What is needed here is an exact transcription of the entries that follow.

Stored items:
= = = = =

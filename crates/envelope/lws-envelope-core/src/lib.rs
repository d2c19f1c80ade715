//! LightWave envelope evaluation (engine-agnostic)
//!
//! An envelope is a scalar animation curve: ascending keyframes, each tagged
//! with an interpolation shape (TCB, Hermite, Bezier, Bezier2D, linear,
//! stepped), plus pre/post behaviors that decide what happens outside the
//! keyed span (reset, constant, repeat, oscillate, offset repeat, linear).
//!
//! [`Envelope::eval`] is a pure function of the stored keys. Callers that
//! re-sample one instant repeatedly can wrap an envelope in
//! [`CachedEnvelope`]. Nine envelopes together form an item [`Motion`].

pub mod baking;
pub mod behavior;
pub mod cache;
pub mod config;
pub mod envelope;
pub mod error;
pub mod interp;
pub mod keyframe;
pub mod motion;
pub mod sampling;
pub mod stored_envelope;

// Re-exports for consumers (adapters)
pub use baking::{
    bake_envelope, bake_envelope_with_derivatives, bake_motion, BakedEnvelope, BakedMotion,
    BakingConfig, MAX_BAKE_FRAMES,
};
pub use behavior::{range, Behavior};
pub use cache::CachedEnvelope;
pub use config::EvalConfig;
pub use envelope::Envelope;
pub use error::EnvelopeError;
pub use keyframe::{Keyframe, Shape};
pub use motion::{Channel, Motion, MotionSample};
pub use sampling::slope_at;
pub use stored_envelope::{
    export_envelope_json, export_motion_json, parse_envelope_json, parse_motion_json,
};
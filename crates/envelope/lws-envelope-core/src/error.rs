//! Error types for envelope construction, loading and baking.
//!
//! Evaluation itself never fails; these errors only surface at the fallible
//! boundaries (checked insertion, JSON interchange, numeric code conversion).

use thiserror::Error;

/// Errors produced while building, loading or baking envelopes.
#[derive(Debug, Clone, PartialEq, Error)]
#[non_exhaustive]
pub enum EnvelopeError {
    /// A shape code outside the LightWave range 0..=5.
    #[error("unknown key shape code {0}")]
    UnknownShape(u32),

    /// A shape name that does not match any known shape.
    #[error("unknown key shape name '{0}'")]
    UnknownShapeName(String),

    /// A behavior code outside the LightWave range 0..=5.
    #[error("unknown envelope behavior code {0}")]
    UnknownBehavior(u32),

    /// A behavior name that does not match any known behavior.
    #[error("unknown envelope behavior name '{0}'")]
    UnknownBehaviorName(String),

    /// A motion channel index outside 0..=8.
    #[error("unknown motion channel {0}")]
    UnknownChannel(u32),

    /// Key value, time or parameter is NaN or infinite.
    #[error("key {index} has a non-finite {field}")]
    NonFiniteKey { index: usize, field: &'static str },

    /// Key time does not strictly follow the previous key.
    #[error("key {index} at time {time} does not follow previous key at time {previous}")]
    UnsortedKey {
        index: usize,
        time: f32,
        previous: f32,
    },

    /// Too many parameters were supplied for a key.
    #[error("key {index} has {count} parameters (at most 6 allowed)")]
    TooManyParams { index: usize, count: usize },

    /// The same motion channel was given twice.
    #[error("motion channel {0} defined more than once")]
    DuplicateChannel(u32),

    /// Baking window end precedes start.
    #[error("bake window end {end} precedes start {start}")]
    InvalidWindow { start: f32, end: f32 },

    /// Baking window holds more frames than a single bake may produce.
    #[error("bake window {start}..{end} exceeds {max_frames} frames")]
    WindowTooLarge {
        start: f32,
        end: f32,
        max_frames: usize,
    },

    /// Malformed JSON input.
    #[error("envelope json parse error: {0}")]
    Parse(String),
}

impl From<serde_json::Error> for EnvelopeError {
    fn from(err: serde_json::Error) -> Self {
        Self::Parse(err.to_string())
    }
}
//! Envelope sampling helpers: value plus a finite-difference slope estimate.
//!
//! The slope is measured on the evaluated curve, so it reflects extrapolation
//! behaviors and Bezier2D time inversion exactly as evaluation does.

use crate::config::EvalConfig;
use crate::envelope::Envelope;

/// Default half-width (seconds) of the symmetric difference window.
pub const DEFAULT_DERIVATIVE_EPSILON: f32 = 1e-3;

fn sanitize_epsilon(eps: f32) -> f32 {
    if eps.is_finite() && eps > 0.0 {
        eps
    } else {
        DEFAULT_DERIVATIVE_EPSILON
    }
}

/// Estimate `d(value)/d(time)` at `time` with a symmetric difference.
pub fn slope_at(envelope: &Envelope, time: f32, eps: f32) -> f32 {
    slope_at_with(envelope, time, eps, &EvalConfig::default())
}

pub fn slope_at_with(envelope: &Envelope, time: f32, eps: f32, cfg: &EvalConfig) -> f32 {
    let eps = sanitize_epsilon(eps);
    let forward = envelope.eval_with(time + eps, cfg);
    let backward = envelope.eval_with(time - eps, cfg);
    (forward - backward) / (2.0 * eps)
}

/// Sample the value at `time` together with its slope.
pub fn sample_with_slope(envelope: &Envelope, time: f32, eps: f32, cfg: &EvalConfig) -> (f32, f32) {
    (
        envelope.eval_with(time, cfg),
        slope_at_with(envelope, time, eps, cfg),
    )
}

= = = = =

## [RESPONSE TO THIS EXERCISE]
filename crates/envelope/lws-envelope-core/src/lib.rs
repository d2c19f1c80ade715
//! LightWave envelope evaluation (engine-agnostic)
//!
//! An envelope is a scalar animation curve: ascending keyframes, each tagged
//! with an interpolation shape (TCB, Hermite, Bezier, Bezier2D, linear,
//! stepped), plus pre/post behaviors that decide what happens outside the
//! keyed span (reset, constant, repeat, oscillate, offset repeat, linear).
//!
//! [`Envelope::eval`] is a pure function of the stored keys. Callers that
//! re-sample one instant repeatedly can wrap an envelope in
//! [`CachedEnvelope`]. Nine envelopes together form an item [`Motion`].

pub mod baking;
pub mod behavior;
pub mod cache;
pub mod config;
pub mod envelope;
pub mod error;
pub mod interp;
pub mod keyframe;
pub mod motion;
pub mod sampling;
pub mod stored_envelope;

// Re-exports for consumers (adapters)
pub use baking::{
    bake_envelope, bake_envelope_with_derivatives, bake_motion, BakedEnvelope, BakedMotion,
    BakingConfig, MAX_BAKE_FRAMES,
};
pub use behavior::{range, Behavior};
pub use cache::CachedEnvelope;
pub use config::EvalConfig;
pub use envelope::Envelope;
pub use error::EnvelopeError;
pub use keyframe::{Keyframe, Shape};
pub use motion::{Channel, Motion, MotionSample};
pub use sampling::slope_at;
pub use stored_envelope::{
    export_envelope_json, export_motion_json, parse_envelope_json, parse_motion_json,
};
filename crates/envelope/lws-envelope-core/src/error.rs
//! Error types for envelope construction, loading and baking.
//!
//! Evaluation itself never fails; these errors only surface at the fallible
//! boundaries (checked insertion, JSON interchange, numeric code conversion).

use thiserror::Error;

/// Errors produced while building, loading or baking envelopes.
#[derive(Debug, Clone, PartialEq, Error)]
#[non_exhaustive]
pub enum EnvelopeError {
    /// A shape code outside the LightWave range 0..=5.
    #[error("unknown key shape code {0}")]
    UnknownShape(u32),

    /// A shape name that does not match any known shape.
    #[error("unknown key shape name '{0}'")]
    UnknownShapeName(String),

    /// A behavior code outside the LightWave range 0..=5.
    #[error("unknown envelope behavior code {0}")]
    UnknownBehavior(u32),

    /// A behavior name that does not match any known behavior.
    #[error("unknown envelope behavior name '{0}'")]
    UnknownBehaviorName(String),

    /// A motion channel index outside 0..=8.
    #[error("unknown motion channel {0}")]
    UnknownChannel(u32),

    /// Key value, time or parameter is NaN or infinite.
    #[error("key {index} has a non-finite {field}")]
    NonFiniteKey { index: usize, field: &'static str },

    /// Key time does not strictly follow the previous key.
    #[error("key {index} at time {time} does not follow previous key at time {previous}")]
    UnsortedKey {
        index: usize,
        time: f32,
        previous: f32,
    },

    /// Too many parameters were supplied for a key.
    #[error("key {index} has {count} parameters (at most 6 allowed)")]
    TooManyParams { index: usize, count: usize },

    /// The same motion channel was given twice.
    #[error("motion channel {0} defined more than once")]
    DuplicateChannel(u32),

    /// Baking window end precedes start.
    #[error("bake window end {end} precedes start {start}")]
    InvalidWindow { start: f32, end: f32 },

    /// Baking window holds more frames than a single bake may produce.
    #[error("bake window {start}..{end} exceeds {max_frames} frames")]
    WindowTooLarge {
        start: f32,
        end: f32,
        max_frames: usize,
    },

    /// Malformed JSON input.
    #[error("envelope json parse error: {0}")]
    Parse(String),
}

impl From<serde_json::Error> for EnvelopeError {
    fn from(err: serde_json::Error) -> Self {
        Self::Parse(err.to_string())
    }
}
//! Envelope sampling helpers: value plus a finite-difference slope estimate.
//!
//! The slope is measured on the evaluated curve, so it reflects extrapolation
//! behaviors and Bezier2D time inversion exactly as evaluation does.

use crate::config::EvalConfig;
use crate::envelope::Envelope;

/// Default half-width (seconds) of the symmetric difference window.
pub const DEFAULT_DERIVATIVE_EPSILON: f32 = 1e-3;

fn sanitize_epsilon(eps: f32) -> f32 {
    if eps.is_finite() && eps > 0.0 {
        eps
    } else {
        DEFAULT_DERIVATIVE_EPSILON
    }
}

/// Estimate `d(value)/d(time)` at `time` with a symmetric difference.
pub fn slope_at(envelope: &Envelope, time: f32, eps: f32) -> f32 {
    slope_at_with(envelope, time, eps, &EvalConfig::default())
}

pub fn slope_at_with(envelope: &Envelope, time: f32, eps: f32, cfg: &EvalConfig) -> f32 {
    let eps = sanitize_epsilon(eps);
    let forward = envelope.eval_with(time + eps, cfg);
    let backward = envelope.eval_with(time - eps, cfg);
    (forward - backward) / (2.0 * eps)
}

/// Sample the value at `time` together with its slope.
pub fn sample_with_slope(envelope: &Envelope, time: f32, eps: f32, cfg: &EvalConfig) -> (f32, f32) {
    (
        envelope.eval_with(time, cfg),
        slope_at_with(envelope, time, eps, cfg),
    )
}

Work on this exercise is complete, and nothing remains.